Collected data:
"""
//! services/api/src/error.rs
//!
//! Defines the primary error type for the entire API service.

use crate::config::ConfigError;
use dermaglow_core::context::AuthContextError;
use dermaglow_core::ports::PortError;

/// The primary error type for the `api` service.
#[derive(Debug, thiserror::Error)]
pub enum ApiError {
    /// Represents an error that occurred during configuration loading.
    #[error("Configuration error: {0}")]
    Config(#[from] ConfigError),

    /// Represents an error that propagated up from one of the core service ports.
    #[error("Service Port Error: {0}")]
    Port(#[from] PortError),

    /// Represents an error raised by the session synchronizer.
    #[error("Auth error: {0}")]
    Auth(#[from] AuthContextError),

    /// Represents a standard Input/Output error (e.g., binding to a network socket).
    #[error("IO error: {0}")]
    Io(#[from] std::io::Error),

    /// A catch-all for any other unexpected errors.
    #[error("An unexpected internal error occurred: {0}")]
    Internal(String),
}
"""
Retyping the data above exactly and in full is the task.

Response to the task:
//! services/api/src/error.rs
//!
//! Defines the primary error type for the entire API service.

use crate::config::ConfigError;
use dermaglow_core::context::AuthContextError;
use dermaglow_core::ports::PortError;

/// The primary error type for the `api` service.
#[derive(Debug, thiserror::Error)]
pub enum ApiError {
    /// Represents an error that occurred during configuration loading.
    #[error("Configuration error: {0}")]
    Config(#[from] ConfigError),

    /// Represents an error that propagated up from one of the core service ports.
    #[error("Service Port Error: {0}")]
    Port(#[from] PortError),

    /// Represents an error raised by the session synchronizer.
    #[error("Auth error: {0}")]
    Auth(#[from] AuthContextError),

    /// Represents a standard Input/Output error (e.g., binding to a network socket).
    #[error("IO error: {0}")]
    Io(#[from] std::io::Error),

    /// A catch-all for any other unexpected errors.
    #[error("An unexpected internal error occurred: {0}")]
    Internal(String),
}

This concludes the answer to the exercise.